JW:  We had sixty-three Democrats, and we had five Republicans that regularly voted with us, regularly, which helped us move things along.

EF:  You may have been here when Fred Kerr did an oral history interview, and I have to say I was marvel—I marveled at his—his instinct to keep trying. It was kind of like, “Well, we failed five, six times. We’re goin’ at it again.” And, I mean, I could have seen the Senate almost recessing, saying, “We’ll deal with it next year,” or a special session or—

JW:  We couldn’t have gotten there if he hadn’t had that commitment to making Kansas work, to solving the problem. I think if you had to characterize any of us that were involved in those issues, Republicans or Democrats, we were problem solvers. We had a problem. We had a big problem. And we had to solve it. And we figured out how to work together and how to craft a solution that everybody could buy. It was politics at its best, I believe.

EF:  One other element of the—I mean, when I look at what is in fact going to the court now in terms—the structure was really put in place in ’92.

JW:  It was.

EF:  The Base A plus weightings. But the other one that came up and was new was the state aid for construction. Now, where did that come from in this who process? Who was really pushing that element?

JW:  I think that came—

EF:  I’m not sure that would have been a tax issue.

JW:  Well, it had to do with equity. It had to do with whether or not you could—you could fund a school and then not have a school to go to school in, and so we had to look at the capital outlay mil levy, and it had to have the same requirements—I’m pretty sure that if you went back in and looked at some of the things that the Supreme Court told us, they would have made it very clear that that was a part of it, because it was easy to focus on base state aid, but you couldn’t just—you had to look at all of those funds.

EF:  Well, I’m going to move to another subject.

JW:  Okay.

EF:  You did not mention the Children’s Initiatives, which kind of surprised me right off the bat.
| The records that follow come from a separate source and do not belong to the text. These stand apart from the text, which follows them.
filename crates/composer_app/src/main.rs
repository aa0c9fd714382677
mod platform;

fn main() -> anyhow::Result<()> {
    platform::run_app()
}
//! Composer engine: durable queue storage, the agent boundary and effect execution.
mod agent;
mod background;
mod channel;
mod document;
mod driver;
mod store;
mod timers;

pub use agent::{AgentError, AgentEvent, AgentSettings, ScriptedAgent};
pub use background::{BackgroundStore, BackgroundWriter};
pub use channel::SubmissionChannel;
pub use document::{RonDocument, StoreError};
pub use driver::ComposerDriver;
pub use store::{FileQueueStore, MemoryQueueStore, QueueStore, QUEUE_FILENAME};
pub use timers::{Clock, ManualClock, SystemClock, TimerSet};
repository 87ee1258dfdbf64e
//! Core types shared between input handling and the main loop

pub mod action;
pub mod command;

pub use action::{Action, NotifyLevel};
pub use command::{parse_command, Command, CreateArgs};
And I—I look at that interim committee. Quite unusual arrangement.

JW:  Yeah.

EF:  Marvin Barkis chairs. Bob Miller vice chairs. Joan Wagnon facilitates. How did that happen?
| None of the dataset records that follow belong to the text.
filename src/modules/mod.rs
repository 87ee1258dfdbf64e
//! Feature modules layered on top of the main loop
//!
//! - export: CSV/JSON dumps of the campaign list

pub mod export;
use ratatui::layout::{Constraint, Direction, Layout, Rect};

#[derive(Debug, Clone, Copy)]
pub struct UiAreas {
    pub size: Rect,
    pub header: Rect,
    pub list: Rect,
    pub details: Rect,
    pub status_line: Rect,
    pub command_line: Rect,
}

pub fn areas(size: Rect) -> UiAreas {
    let vertical = Layout::default()
        .direction(Direction::Vertical)
        .constraints([
            Constraint::Length(3),
            Constraint::Min(0),
            Constraint::Length(2),
        ])
        .split(size);

    let main_chunks = Layout::default()
        .direction(Direction::Horizontal)
        .constraints([Constraint::Percentage(55), Constraint::Percentage(45)])
        .split(vertical[1]);

    let footer_chunks = Layout::default()
        .direction(Direction::Vertical)
        .constraints([Constraint::Length(1), Constraint::Length(1)])
        .split(vertical[2]);

    UiAreas {
        size,
        header: vertical[0],
        list: main_chunks[0],
        details: main_chunks[1],
        status_line: footer_chunks[0],
        command_line: footer_chunks[1],
    }
}

/// Centered popup rect sized as a percentage of the parent.
pub fn centered_rect(percent_x: u16, percent_y: u16, area: Rect) -> Rect {
    let vertical = Layout::default()
        .direction(Direction::Vertical)
        .constraints([
            Constraint::Percentage((100 - percent_y) / 2),
            Constraint::Percentage(percent_y),
            Constraint::Percentage((100 - percent_y) / 2),
        ])
        .split(area);

    Layout::default()
        .direction(Direction::Horizontal)
        .constraints([
            Constraint::Percentage((100 - percent_x) / 2),
            Constraint::Percentage(percent_x),
            Constraint::Percentage((100 - percent_x) / 2),
        ])
        .split(vertical[1])[1]
}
JW:  Marvin knew his strengths, and his strength is being a visionary and looking way out, far ahead. His strength is not in details. He knew that I had, through all this work that I’d done at the YWCA, on the Child Support Commission, running childcare programs, all kinds of legislation that I had been involved in affecting children and families, that I had the depth of understanding of those issues to help move that committee through, and the facilitation skills.

So he let me do that, and that was just more fun than anything I’d had in a long time. We came out with a physical blueprint—I mean, a big blueprint, and a very detailed book of strategies, and many of those pieces of legislation, we just ran right through.
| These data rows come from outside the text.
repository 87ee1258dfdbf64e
use std::fs;
use std::path::PathBuf;

use serde::Deserialize;

use crate::infrastructure::ethereum::{FetchMode, NetworkProfile};
use crate::infrastructure::pinning::PinningConfig;
use crate::infrastructure::runtime::WalletSource;

#[derive(Debug, Clone, Deserialize)]
pub struct NetworkSpec {
    pub name: String,
    pub chain_id: u64,
    pub endpoints: Vec<String>,
    pub factory: Option<String>,
}

#[derive(Debug, Clone, Default, Deserialize)]
pub struct WalletConfig {
    pub private_key_env: Option<String>,
    pub keystore: Option<PathBuf>,
}

#[derive(Debug, Clone, Default, Deserialize)]
pub struct Config {
    #[serde(default)]
    pub networks: Vec<NetworkSpec>,

    #[serde(default)]
    pub wallet: WalletConfig,

    pub pinning: Option<PinningConfig>,

    #[serde(default)]
    pub fetch_mode: FetchMode,
}

impl Config {
    /// Candidate networks in probe order. An invalid factory address in the
    /// config file is a hard error rather than a silent fallback.
    pub fn network_profiles(&self) -> anyhow::Result<Vec<NetworkProfile>> {
        if self.networks.is_empty() {
            return Ok(default_profiles());
        }
        self.networks
            .iter()
            .map(|spec| {
                let factory = spec
                    .factory
                    .as_deref()
                    .map(|raw| {
                        raw.trim().parse().map_err(|err| {
                            anyhow::anyhow!("network {}: bad factory address: {err}", spec.name)
                        })
                    })
                    .transpose()?;
                Ok(NetworkProfile {
                    name: spec.name.clone(),
                    chain_id: spec.chain_id,
                    endpoints: spec.endpoints.clone(),
                    factory,
                })
            })
            .collect()
    }

    pub fn wallet_source(&self) -> WalletSource {
        WalletSource {
            private_key_env: self.wallet.private_key_env.clone(),
            keystore: self.wallet.keystore.clone(),
        }
    }
}

pub fn load() -> Config {
    let Some(path) = config_path() else {
        return Config::default();
    };
    let content = match fs::read_to_string(&path) {
        Ok(content) => content,
        Err(_) => return Config::default(),
    };
    toml::from_str::<Config>(&content).unwrap_or_default()
}

/// Explicit path from --config; unlike `load`, problems are reported.
pub fn load_path(path: &std::path::Path) -> anyhow::Result<Config> {
    let content = fs::read_to_string(path)
        .map_err(|err| anyhow::anyhow!("read {}: {err}", path.display()))?;
    toml::from_str(&content).map_err(|err| anyhow::anyhow!("parse {}: {err}", path.display()))
}

pub fn config_path() -> Option<PathBuf> {
    if let Some(path) = std::env::var_os("FUNDRACE_CONFIG").map(PathBuf::from) {
        return Some(path);
    }
    if let Some(xdg) = std::env::var_os("XDG_CONFIG_HOME").map(PathBuf::from) {
        return Some(xdg.join("fundrace").join("config.toml"));
    }
    if let Some(home) = std::env::var_os("HOME").map(PathBuf::from) {
        return Some(home.join(".config").join("fundrace").join("config.toml"));
    }

    directories::ProjectDirs::from("io", "fundrace", "fundrace")
        .map(|dirs| dirs.config_dir().join("config.toml"))
}

pub fn data_dir() -> Option<PathBuf> {
    if let Some(xdg) = std::env::var_os("XDG_DATA_HOME").map(PathBuf::from) {
        return Some(xdg.join("fundrace"));
    }
    if let Some(home) = std::env::var_os("HOME").map(PathBuf::from) {
        return Some(home.join(".local").join("share").join("fundrace"));
    }
    directories::ProjectDirs::from("io", "fundrace", "fundrace")
        .map(|dirs| dirs.data_dir().to_path_buf())
}

/// Built-in networks, probed in this order when the config names none.
pub fn default_profiles() -> Vec<NetworkProfile> {
    vec![
        NetworkProfile {
            name: "base".to_string(),
            chain_id: 8453,
            endpoints: vec![
                "https://mainnet.base.org".to_string(),
                "https://base.llamarpc.com".to_string(),
            ],
            factory: None,
        },
        NetworkProfile {
            name: "sepolia".to_string(),
            chain_id: 11155111,
            endpoints: vec![
                "https://rpc.sepolia.org".to_string(),
                "https://ethereum-sepolia-rpc.publicnode.com".to_string(),
            ],
            factory: None,
        },
        NetworkProfile {
            name: "local".to_string(),
            chain_id: 31337,
            endpoints: vec!["http://localhost:8545".to_string()],
            factory: None,
        },
    ]
}

#[cfg(test)]
mod tests {
    use super::*;

    #[test]
    fn empty_config_falls_back_to_builtin_profiles() {
        let config = Config::default();
        let profiles = config.network_profiles().unwrap();
        assert_eq!(profiles.len(), 3);
        assert_eq!(profiles[0].chain_id, 8453);
        assert_eq!(profiles[2].name, "local");
    }

    #[test]
    fn bad_factory_address_is_an_error() {
        let config: Config = toml::from_str(
            r#"
            [[networks]]
            name = "dev"
            chain_id = 31337
            endpoints = ["http://localhost:8545"]
            factory = "not-an-address"
            "#,
        )
        .unwrap();
        assert!(config.network_profiles().is_err());
    }

    #[test]
    fn factory_address_parses() {
        let config: Config = toml::from_str(
            r#"
            fetch_mode = "fail-fast"

            [[networks]]
            name = "dev"
            chain_id = 31337
            endpoints = ["http://localhost:8545"]
            factory = "0x131ce2c464E60649CBC27df91F1C3dcEe158Bb93"
            "#,
        )
        .unwrap();
        let profiles = config.network_profiles().unwrap();
        assert!(profiles[0].factory.is_some());
        assert_eq!(config.fetch_mode, FetchMode::FailFast);
    }
}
One that sticks in my mind right now is we were having a terrible time with DCF [the Kansas Department for Children and Families], the old SRS [Kansas Department of Social and Rehabilitation Services] and what they’re doing to take care of children and families. And we’ve had a number of child deaths. Well, one of the things that came out of that Children’s Initiative was a Child Death Review Board bill. And had they not let that lapse, they might have been able to deal with some of the issues that came up with these murdered children. And that’s just one very small slice of the kind of things that were in there.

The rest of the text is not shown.